Yesterday my son asked me to hang out with him and talk.  He recently graduated from college and since he will only be home for a few months before leaving to go to school in Europe for a year, I want to spend as much time with him as possible. And yet I felt torn, stressed and worried because I had work to do. He cajoled me and reminded me how little time we have together and with that, he convinced me to set my work aside to spend time with him. And it got me thinking about my priorities.

Over the last few years I have been repeatedly reminded that time and good health are the most important blessings we have. One year ago, at the same time that my mother was diagnosed with ovarian cancer, I lost one of my closest friends. My friend Linda was a very young, extremely vibrant, 70-year-old woman with a remarkable sense of wonder and joy that was infectious to everyone whose life she touched.

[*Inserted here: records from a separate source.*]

use std::fs;

use anyhow::Context as _;
use greyscript_lang::compiler::compile;

use crate::{Context, args::CheckCommand};

impl Context {
    pub fn execute_check(&mut self, cmd: CheckCommand) -> Result<(), anyhow::Error> {
        let input =
            fs::read_to_string(&cmd.path).with_context(|| format!("cannot read {}", cmd.path))?;
        match compile(&input) {
            Ok(_) => {
                println!("{}: ok", cmd.path);
                Ok(())
            }
            Err(e) => {
                for err in &e.errors {
                    eprintln!("{}: {err}", cmd.path);
                }
                Err(anyhow::anyhow!("{} errors", e.errors.len()))
            }
        }
    }
}
use std::{fmt, rc::Rc};

use derive_more::From;

use crate::{
    context::OperationContext,
    objects::{Callback, Value},
    operation::FunctionOperation,
    utils::Join,
};

pub type Closure = Rc<ClosureInner>;

/// A script function value.
///
/// Functions defined inside another function keep that frame alive as
/// `outer`; top-level functions resolve free names against the globals of
/// whichever run calls them.
pub struct ClosureInner {
    pub function: Rc<FunctionOperation>,
    pub outer: Option<Rc<OperationContext>>,
}

impl ClosureInner {
    pub fn new(function: Rc<FunctionOperation>, outer: Option<Rc<OperationContext>>) -> Self {
        ClosureInner { function, outer }
    }
}

impl fmt::Debug for ClosureInner {
    fn fmt(&self, f: &mut fmt::Formatter<'_>) -> fmt::Result {
        f.debug_struct("ClosureInner")
            .field("params", &self.function.param_names().collect::<Vec<_>>())
            .field("captured", &self.outer.is_some())
            .finish()
    }
}

impl fmt::Display for ClosureInner {
    fn fmt(&self, f: &mut fmt::Formatter<'_>) -> fmt::Result {
        write!(f, "FUNCTION({})", self.function.param_names().join(", "))
    }
}

impl From<ClosureInner> for Value {
    fn from(value: ClosureInner) -> Value {
        Value::Function(Rc::new(value).into())
    }
}

/// Enum of callable values (Closure / Callback).
#[derive(Debug, Clone, From)]
pub enum Function {
    Closure(Closure),
    Callback(Callback),
}

impl PartialEq for Function {
    fn eq(&self, other: &Self) -> bool {
        match (self, other) {
            (Function::Closure(a), Function::Closure(b)) => Rc::ptr_eq(a, b),
            (Function::Callback(a), Function::Callback(b)) => Rc::ptr_eq(a, b),
            _ => false,
        }
    }
}

impl fmt::Display for Function {
    fn fmt(&self, f: &mut fmt::Formatter<'_>) -> fmt::Result {
        match self {
            Function::Closure(v) => write!(f, "{v}"),
            Function::Callback(v) => write!(f, "{v}"),
        }
    }
}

We talked many times over the last weeks of her life and the insightful wisdom she shared with me during that time profoundly changed me and my perspective. 

While it is hard for me to fathom the time that has passed since Linda left us, I have felt her love and support acutely throughout this past year, which was both challenging and life affirming. Many times this year I found myself caught between a rock and a hard place trying to balance all the factors in my life. There were many projects and responsibilities that had to wait, and some that were placed on the back burner for a better time, in spite of my intentions and ambitions. But throughout it all, I could hear her voice reassuring me that I was doing the best I could for my mom and that this was the kind of thing that mattered most. Spending time doing things that help people near and dear, being in the moment with those that are close to you, while expanding that circle as far and wide as you can…. that’s what it’s all about now… at least for me.  

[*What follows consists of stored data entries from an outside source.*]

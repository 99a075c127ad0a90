use std::f64::consts::PI;

use crate::objects::{Args, CallbackInner, MapInner, Value};

macro_rules! unary_math {
    ($api:expr, $($name:literal => $f:expr),* $(,)?) => {
        $(
            $api.insert(
                $name,
                CallbackInner::from_fn($name, |args| {
                    let args = Args::new($name, args, 1)?;
                    let f: fn(f64) -> f64 = $f;
                    Ok(Value::Number(f(args.number(0)?)))
                }),
            );
        )*
    };
}

pub fn load_math(api: &MapInner) {
    api.insert("pi", Value::Number(PI));
    unary_math!(api,
        "abs" => f64::abs,
        "floor" => f64::floor,
        "ceil" => f64::ceil,
        "sqrt" => f64::sqrt,
        "sign" => |n| if n > 0.0 { 1.0 } else if n < 0.0 { -1.0 } else { 0.0 },
    );
    api.insert(
        "round",
        CallbackInner::from_fn("round", |args| {
            let args = Args::new("round", args, 2)?;
            let n = args.number(0)?;
            let digits = args.number_or(1, 0.0)?;
            let scale = 10f64.powf(digits.trunc());
            Ok(Value::Number((n * scale).round() / scale))
        }),
    );
}
//! The GreyScript Abstract Syntax Tree (AST).

mod expr;
mod function;
mod lit;
mod operator;
mod stmt;

pub use expr::*;
pub use function::*;
pub use lit::*;
pub use operator::*;
pub use stmt::*;

macro_rules! impl_locatable {
    ($name:ident) => {
        impl $crate::utils::Locatable for $name {
            fn range(&self) -> text_size::TextRange {
                self.range
            }
        }
    };
}

use impl_locatable;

I re-read the post that I wrote last year when Linda passed away (click here if you want to read it) and I am ready today to renew that commitment that I made to myself and my loved ones.  I don’t know about you, but sometimes I find myself needing to remember promises I may have made to myself that sometimes get lost in the daily shuffle of life.  I am committing today to take the time to be in the moment, to stop and enjoy the time I have with a friend or a family member, to go for hike with my pup or a swim by myself. Cleaning the house or paying the bills is important, too, but maybe those things can wait for a few hours or a day so that I can enjoy time with someone I love, or care for…including myself. 

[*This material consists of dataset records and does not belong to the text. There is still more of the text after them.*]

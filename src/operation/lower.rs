//! Builds the runnable tree from a parsed chunk.

use std::rc::Rc;

use crate::{
    compiler::{
        ast::{self, Block, Chunk, Expr, ExprKind, LitKind, Stmt, StmtKind, UnOp},
        error::ParseError,
    },
    objects::Value,
    operation::{
        AssignOperation, AssignTarget, BodyOperation, CallExpression, Expression, ForOperation,
        FunctionOperation, IfOperation, Operation, Param, PathExpression, PathRoot, Program,
        Segment, Step, WhileOperation,
    },
    utils::{LineIndex, Locatable},
};

/// Lowers a chunk. `line_index` must index the source `chunk` was parsed
/// from.
pub fn lower(chunk: &Chunk, line_index: &LineIndex) -> Result<Program, ParseError> {
    let body = Lower { line_index }.block(&chunk.body)?;
    Ok(Program {
        body: Rc::new(body),
    })
}

struct Lower<'a> {
    line_index: &'a LineIndex,
}

impl Lower<'_> {
    fn block(&self, block: &Block) -> Result<BodyOperation, ParseError> {
        let mut steps = Vec::with_capacity(block.body.len());
        for stmt in &block.body {
            if let Some(operation) = self.stmt(stmt)? {
                steps.push(Step {
                    line: stmt.line,
                    operation,
                });
            }
        }
        Ok(BodyOperation { steps })
    }

    fn stmt(&self, stmt: &Stmt) -> Result<Option<Operation>, ParseError> {
        Ok(Some(match &stmt.kind {
            StmtKind::If {
                clauses, alternate, ..
            } => {
                let clauses = clauses
                    .iter()
                    .map(|clause| Ok((self.expr(&clause.test)?, self.block(&clause.body)?)))
                    .collect::<Result<_, ParseError>>()?;
                let alternate = alternate
                    .as_ref()
                    .map(|block| self.block(block))
                    .transpose()?;
                Operation::If(IfOperation { clauses, alternate })
            }
            StmtKind::While { test, body } => Operation::While(WhileOperation {
                test: self.expr(test)?,
                body: self.block(body)?,
            }),
            StmtKind::For {
                variable,
                iterable,
                body,
            } => Operation::For(ForOperation {
                variable: variable.name.clone(),
                iterable: self.expr(iterable)?,
                body: self.block(body)?,
            }),
            StmtKind::Return { argument } => Operation::Return(
                argument
                    .as_ref()
                    .map(|argument| self.expr(argument))
                    .transpose()?,
            ),
            StmtKind::Break => Operation::Break,
            StmtKind::Continue => Operation::Continue,
            StmtKind::Assign {
                left,
                operator,
                right,
            } => Operation::Assign(AssignOperation {
                target: self.assign_target(left)?,
                operator: *operator,
                value: self.expr(right)?,
            }),
            StmtKind::Expr(expr) => Operation::Expression(self.expr(expr)?),
            StmtKind::Debugger => Operation::Debugger,
            StmtKind::Comment(_) => return Ok(None),
        }))
    }

    fn assign_target(&self, expr: &Expr) -> Result<AssignTarget, ParseError> {
        match &expr.kind {
            ExprKind::Ident(ident) => Ok(AssignTarget::Name(ident.name.clone())),
            ExprKind::Member { base, property } => Ok(AssignTarget::Member {
                container: self.expr(base)?,
                name: property.name.clone(),
            }),
            ExprKind::Index { base, index } => Ok(AssignTarget::Index {
                container: self.expr(base)?,
                index: self.expr(index)?,
            }),
            _ => Err(ParseError::InvalidAssignTarget {
                location: self.line_index.location(expr.range().start()),
            }),
        }
    }

    fn expr(&self, expr: &Expr) -> Result<Expression, ParseError> {
        Ok(match &expr.kind {
            ExprKind::Lit(lit) => Expression::Literal(lit_value(&lit.kind)),
            ExprKind::Ident(ident) => Expression::Path(PathExpression {
                root: PathRoot::Name(ident.name.clone()),
                segments: Vec::new(),
                invoke: true,
            }),
            ExprKind::Paren(inner) => self.expr(inner)?,
            ExprKind::Function(function) => Expression::Function(Rc::new(self.function(function)?)),
            ExprKind::Map { properties } => Expression::Map(
                properties
                    .iter()
                    .map(|property| Ok((self.expr(&property.key)?, self.expr(&property.value)?)))
                    .collect::<Result<_, ParseError>>()?,
            ),
            ExprKind::List { items } => Expression::List(
                items
                    .iter()
                    .map(|item| self.expr(item))
                    .collect::<Result<_, ParseError>>()?,
            ),
            ExprKind::Unary {
                operator: UnOp::Reference,
                argument,
            } => match self.expr(argument)? {
                Expression::Path(path) => Expression::Path(PathExpression {
                    invoke: false,
                    ..path
                }),
                other => other,
            },
            ExprKind::Unary { operator, argument } => Expression::Unary {
                operator: *operator,
                argument: Box::new(self.expr(argument)?),
            },
            ExprKind::Binary {
                operator,
                left,
                right,
                ..
            } => Expression::Binary {
                operator: *operator,
                left: Box::new(self.expr(left)?),
                right: Box::new(self.expr(right)?),
            },
            ExprKind::Logical {
                operator,
                left,
                right,
                ..
            } => Expression::Logical {
                operator: *operator,
                left: Box::new(self.expr(left)?),
                right: Box::new(self.expr(right)?),
            },
            ExprKind::Member { base, property } => {
                let mut path = into_path(self.expr(base)?);
                path.segments.push(Segment::Member(property.name.clone()));
                Expression::Path(path)
            }
            ExprKind::Index { base, index } => {
                let mut path = into_path(self.expr(base)?);
                path.segments.push(Segment::Index(self.expr(index)?));
                Expression::Path(path)
            }
            ExprKind::Slice { base, start, end } => Expression::Slice {
                base: Box::new(self.expr(base)?),
                start: start
                    .as_ref()
                    .map(|start| self.expr(start).map(Box::new))
                    .transpose()?,
                end: end
                    .as_ref()
                    .map(|end| self.expr(end).map(Box::new))
                    .transpose()?,
            },
            ExprKind::Call { callee, arguments } => {
                let callee = match self.expr(callee)? {
                    Expression::Path(path) => path,
                    other => value_path(other),
                };
                let arguments = arguments
                    .iter()
                    .map(|argument| self.expr(argument))
                    .collect::<Result<_, ParseError>>()?;
                Expression::Call(CallExpression { callee, arguments })
            }
        })
    }

    fn function(&self, function: &ast::Function) -> Result<FunctionOperation, ParseError> {
        let params = function
            .params
            .iter()
            .map(|param| Param {
                name: param.ident.name.clone(),
                default: param
                    .default
                    .as_ref()
                    .map_or(Value::Nil, |lit| lit_value(&lit.kind)),
            })
            .collect();
        Ok(FunctionOperation {
            params,
            body: self.block(&function.body)?,
        })
    }
}

fn lit_value(lit: &LitKind) -> Value {
    match lit {
        LitKind::Null => Value::Nil,
        LitKind::Bool(v) => Value::Boolean(*v),
        LitKind::Number(v) => Value::Number(v.0),
        LitKind::Str(v) => Value::String(v.clone()),
    }
}

/// Reuses an auto-invoking path as the base of a longer one.
fn into_path(expr: Expression) -> PathExpression {
    match expr {
        Expression::Path(path) if path.invoke => path,
        other => value_path(other),
    }
}

fn value_path(expr: Expression) -> PathExpression {
    PathExpression {
        root: PathRoot::Value(Box::new(expr)),
        segments: Vec::new(),
        invoke: true,
    }
}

As we begin this new season, with the solstice just a few days away, why not join me in committing to being more present this summer. Remind yourself to take time to do what matters most, take in the true color that surrounds you, enjoy the fresh taste of summer fruits and vegetables, and I promise your life will be richer for it! 

And ironically, I take great pride in the fact that I wrote this blog post a couple of days later than I intended. But I had a wonderful time yesterday talking and laughing with my son after all.  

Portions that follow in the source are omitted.